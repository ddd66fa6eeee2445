// Copyright (C) 2026 Fred Clausen
// Use of this source code is governed by an MIT-style
// license that can be found in the LICENSE file or at
// https://opensource.org/licenses/MIT.

//! Station configuration.
//!
//! A station is described by a JSON file naming its opening hours,
//! timezone, per-seat fares and the destinations and vehicles to register
//! at startup.

use std::collections::{BTreeMap, HashSet};
use std::path::Path;

use louaj::{CoreError, QueueStore};
use louaj_audit::{Actor, Cause};
use louaj_domain::{
    DEFAULT_TIMEZONE, Destination, DomainError, DriverCin, Fare, PromotionSchedule, Vehicle,
    VehicleId,
};
use serde::{Deserialize, Serialize};
use thiserror::Error;
use time::macros::format_description;

/// Station configuration errors.
#[derive(Debug, Error)]
pub enum StationConfigError {
    /// The configuration file could not be read.
    #[error("Failed to read station config: {0}")]
    Io(#[from] std::io::Error),

    /// The configuration file is not valid JSON for this schema.
    #[error("Failed to parse station config: {0}")]
    Parse(#[from] serde_json::Error),

    /// A time of day is not in `HH:MM` form.
    #[error("Invalid {field} '{value}': expected HH:MM")]
    InvalidTime { field: &'static str, value: String },

    /// The station would close before it opens.
    #[error("Opening time {opening} must be before closing time {closing}")]
    OpeningNotBeforeClosing { opening: String, closing: String },

    /// The timezone is not an IANA zone name.
    #[error("Invalid timezone '{0}'")]
    InvalidTimezone(String),

    /// A destination is listed twice.
    #[error("Destination '{0}' is listed more than once")]
    DuplicateDestination(String),

    /// A fare names a destination that is not listed.
    #[error("Fare given for unlisted destination '{0}'")]
    UnlistedFare(String),

    /// A destination or vehicle entry is malformed.
    #[error("Invalid station config entry '{item}': {source}")]
    InvalidEntry { item: String, source: DomainError },

    /// The store rejected a seeded destination or vehicle.
    #[error("Failed to seed '{item}': {source}")]
    Seed { item: String, source: CoreError },
}

/// A vehicle to register at startup.
#[derive(Debug, Clone, PartialEq, Eq, Serialize, Deserialize)]
pub struct VehicleConfig {
    /// Unique vehicle id.
    pub vehicle_id: String,
    /// License plate.
    pub license_plate: String,
    /// Driver's full name.
    pub driver_name: String,
    /// Driver's 8-digit CIN.
    pub driver_cin: String,
    /// Total passenger seats.
    pub capacity: u32,
    /// The route this vehicle normally serves.
    #[serde(default)]
    pub assigned_destination: Option<String>,
}

/// Station settings.
#[derive(Debug, Clone, PartialEq, Eq, Serialize, Deserialize)]
#[serde(default)]
pub struct StationConfig {
    /// Display name of the station.
    pub station_name: String,
    /// Station reference attached to every destination.
    pub station_id: Option<String>,
    /// Local opening time, `HH:MM`.
    pub opening_time: String,
    /// Local closing time, `HH:MM`.
    pub closing_time: String,
    /// IANA timezone the opening hours are expressed in.
    pub timezone: String,
    /// Whether the station accepts bookings and promotions at startup.
    pub operational: bool,
    /// Destinations to register.
    pub destinations: Vec<String>,
    /// Per-seat price in dinars by destination name, e.g. `"4.500"`.
    /// Destinations without an entry are priced at zero.
    pub fares: BTreeMap<String, String>,
    /// Vehicles to register.
    pub vehicles: Vec<VehicleConfig>,
}

impl Default for StationConfig {
    fn default() -> Self {
        Self {
            station_name: String::from("Louaj Station"),
            station_id: None,
            opening_time: String::from("05:00"),
            closing_time: String::from("22:00"),
            timezone: DEFAULT_TIMEZONE.to_string(),
            operational: true,
            destinations: Vec::new(),
            fares: BTreeMap::new(),
            vehicles: Vec::new(),
        }
    }
}

impl StationConfig {
    /// Parses and validates a configuration from JSON text.
    ///
    /// # Errors
    ///
    /// Returns an error if the JSON is malformed or fails validation.
    pub fn from_json(json: &str) -> Result<Self, StationConfigError> {
        let config: Self = serde_json::from_str(json)?;
        config.validate()?;
        Ok(config)
    }

    /// Reads, parses and validates a configuration file.
    ///
    /// # Errors
    ///
    /// Returns an error if the file cannot be read or its contents are invalid.
    pub fn load(path: &Path) -> Result<Self, StationConfigError> {
        let json: String = std::fs::read_to_string(path)?;
        Self::from_json(&json)
    }

    /// Checks opening hours, timezone, destination uniqueness and fares.
    ///
    /// # Errors
    ///
    /// Returns the first problem found.
    pub fn validate(&self) -> Result<(), StationConfigError> {
        let opening: time::Time = self.opening()?;
        let closing: time::Time = parse_time("closing_time", &self.closing_time)?;
        if opening >= closing {
            return Err(StationConfigError::OpeningNotBeforeClosing {
                opening: self.opening_time.clone(),
                closing: self.closing_time.clone(),
            });
        }

        self.promotion_schedule()?;

        let mut seen: HashSet<&str> = HashSet::new();
        for name in &self.destinations {
            if !seen.insert(name.trim()) {
                return Err(StationConfigError::DuplicateDestination(name.trim().to_string()));
            }
        }

        for (name, price) in &self.fares {
            if !seen.contains(name.trim()) {
                return Err(StationConfigError::UnlistedFare(name.trim().to_string()));
            }
            parse_fare(name, price)?;
        }
        Ok(())
    }

    /// Returns the parsed opening time.
    ///
    /// # Errors
    ///
    /// Returns `InvalidTime` if `opening_time` is not `HH:MM`.
    pub fn opening(&self) -> Result<time::Time, StationConfigError> {
        parse_time("opening_time", &self.opening_time)
    }

    /// Returns the daily overnight promotion schedule.
    ///
    /// # Errors
    ///
    /// Returns an error if the opening time or timezone is invalid.
    pub fn promotion_schedule(&self) -> Result<PromotionSchedule, StationConfigError> {
        PromotionSchedule::new(self.opening()?, &self.timezone)
            .map_err(|_| StationConfigError::InvalidTimezone(self.timezone.clone()))
    }

    /// Registers the configured destinations with their fares, then
    /// vehicles, into `store`. A station configured as not operational is
    /// closed last.
    ///
    /// # Errors
    ///
    /// Returns the first entry that is malformed or rejected by the store.
    pub fn seed_store(&self, store: &QueueStore) -> Result<(), StationConfigError> {
        for name in &self.destinations {
            let destination: Destination = self.destination(name)?;
            store
                .register_destination(destination.clone(), seed_actor(), seed_cause())
                .map_err(|source| StationConfigError::Seed {
                    item: name.clone(),
                    source,
                })?;

            if let Some(price) = self.fares.get(name.trim()) {
                let fare: Fare = parse_fare(name, price)?;
                store
                    .set_fare(destination, fare, seed_actor(), seed_cause())
                    .map_err(|source| StationConfigError::Seed {
                        item: name.clone(),
                        source,
                    })?;
            }
        }

        for entry in &self.vehicles {
            let vehicle: Vehicle = self.vehicle(entry)?;
            store
                .register_vehicle(vehicle, seed_actor(), seed_cause())
                .map_err(|source| StationConfigError::Seed {
                    item: entry.vehicle_id.clone(),
                    source,
                })?;
        }

        if !self.operational {
            store
                .set_operational(false, seed_actor(), seed_cause())
                .map_err(|source| StationConfigError::Seed {
                    item: String::from("operational"),
                    source,
                })?;
        }
        Ok(())
    }

    fn destination(&self, name: &str) -> Result<Destination, StationConfigError> {
        let parsed: Destination =
            Destination::parse(name).map_err(|source| StationConfigError::InvalidEntry {
                item: name.to_string(),
                source,
            })?;
        Ok(match &self.station_id {
            Some(station_id) => Destination::with_station(parsed.name(), station_id),
            None => parsed,
        })
    }

    fn vehicle(&self, entry: &VehicleConfig) -> Result<Vehicle, StationConfigError> {
        let invalid = |source: DomainError| StationConfigError::InvalidEntry {
            item: entry.vehicle_id.clone(),
            source,
        };
        let driver_cin: DriverCin = DriverCin::parse(&entry.driver_cin).map_err(invalid)?;
        let assigned_destination: Option<Destination> = entry
            .assigned_destination
            .as_deref()
            .map(|name| self.destination(name))
            .transpose()?;
        Ok(Vehicle::new(
            VehicleId::new(&entry.vehicle_id),
            entry.license_plate.clone(),
            entry.driver_name.clone(),
            driver_cin,
            entry.capacity,
            assigned_destination,
        ))
    }
}

fn parse_time(field: &'static str, value: &str) -> Result<time::Time, StationConfigError> {
    time::Time::parse(value.trim(), format_description!("[hour]:[minute]")).map_err(|_| {
        StationConfigError::InvalidTime {
            field,
            value: value.to_string(),
        }
    })
}

fn parse_fare(destination: &str, price: &str) -> Result<Fare, StationConfigError> {
    Fare::parse(price).map_err(|source| StationConfigError::InvalidEntry {
        item: destination.to_string(),
        source,
    })
}

fn seed_actor() -> Actor {
    Actor::new(String::from("station-config"), String::from("system"))
}

fn seed_cause() -> Cause {
    Cause::new(
        String::from("startup"),
        String::from("Seeded from station configuration"),
    )
}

====

### Try it
Find and copy each line of the data where "impl" is present.

### Output of the task
impl Default for StationConfig {
impl StationConfig {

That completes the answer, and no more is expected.